Provided records below:

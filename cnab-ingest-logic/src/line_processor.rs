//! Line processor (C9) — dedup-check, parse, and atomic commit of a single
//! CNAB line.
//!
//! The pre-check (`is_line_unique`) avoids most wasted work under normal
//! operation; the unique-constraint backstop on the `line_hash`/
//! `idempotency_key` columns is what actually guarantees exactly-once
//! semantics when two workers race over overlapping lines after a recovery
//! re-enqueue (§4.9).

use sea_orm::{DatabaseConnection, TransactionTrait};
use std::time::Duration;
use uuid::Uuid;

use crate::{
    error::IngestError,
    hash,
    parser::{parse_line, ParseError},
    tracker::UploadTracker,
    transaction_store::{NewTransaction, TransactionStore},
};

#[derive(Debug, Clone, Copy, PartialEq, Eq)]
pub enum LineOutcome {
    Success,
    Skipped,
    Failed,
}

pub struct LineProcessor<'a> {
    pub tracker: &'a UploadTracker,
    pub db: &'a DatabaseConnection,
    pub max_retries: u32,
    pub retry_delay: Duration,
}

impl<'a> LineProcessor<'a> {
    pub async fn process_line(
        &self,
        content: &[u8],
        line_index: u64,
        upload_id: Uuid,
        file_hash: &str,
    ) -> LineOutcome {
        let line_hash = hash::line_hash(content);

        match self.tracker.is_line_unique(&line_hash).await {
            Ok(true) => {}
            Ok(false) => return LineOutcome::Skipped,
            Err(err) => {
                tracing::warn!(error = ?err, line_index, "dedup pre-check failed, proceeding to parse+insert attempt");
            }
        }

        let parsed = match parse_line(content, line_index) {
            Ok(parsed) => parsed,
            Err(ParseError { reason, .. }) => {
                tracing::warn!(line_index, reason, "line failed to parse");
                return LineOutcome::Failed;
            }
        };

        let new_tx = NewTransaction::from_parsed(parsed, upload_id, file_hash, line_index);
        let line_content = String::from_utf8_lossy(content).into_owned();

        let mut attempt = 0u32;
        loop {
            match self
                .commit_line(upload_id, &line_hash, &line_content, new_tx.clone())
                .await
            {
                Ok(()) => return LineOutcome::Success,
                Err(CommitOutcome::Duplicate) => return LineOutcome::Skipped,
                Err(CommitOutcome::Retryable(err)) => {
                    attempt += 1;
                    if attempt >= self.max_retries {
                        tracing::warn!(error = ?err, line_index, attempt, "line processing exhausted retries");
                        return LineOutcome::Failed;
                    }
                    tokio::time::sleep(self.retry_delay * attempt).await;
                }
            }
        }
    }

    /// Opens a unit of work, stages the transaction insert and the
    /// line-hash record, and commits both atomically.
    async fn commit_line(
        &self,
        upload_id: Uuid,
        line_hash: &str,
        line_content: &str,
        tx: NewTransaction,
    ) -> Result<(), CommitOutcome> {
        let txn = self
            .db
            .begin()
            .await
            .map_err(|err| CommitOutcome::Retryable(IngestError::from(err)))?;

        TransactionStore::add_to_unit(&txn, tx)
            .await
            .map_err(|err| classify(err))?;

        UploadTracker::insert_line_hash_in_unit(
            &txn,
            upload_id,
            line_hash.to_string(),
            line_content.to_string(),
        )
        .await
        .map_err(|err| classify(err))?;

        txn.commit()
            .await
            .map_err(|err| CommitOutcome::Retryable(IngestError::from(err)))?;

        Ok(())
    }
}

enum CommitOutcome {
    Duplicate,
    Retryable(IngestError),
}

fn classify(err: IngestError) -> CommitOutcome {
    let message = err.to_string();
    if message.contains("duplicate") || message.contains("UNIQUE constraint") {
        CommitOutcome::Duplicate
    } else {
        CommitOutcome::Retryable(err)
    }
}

End of Provided records.

**Required action:**
In the entries above, work out how many lines contain the string "ParseError", and give only that number.

**Solution for this exercise:**
2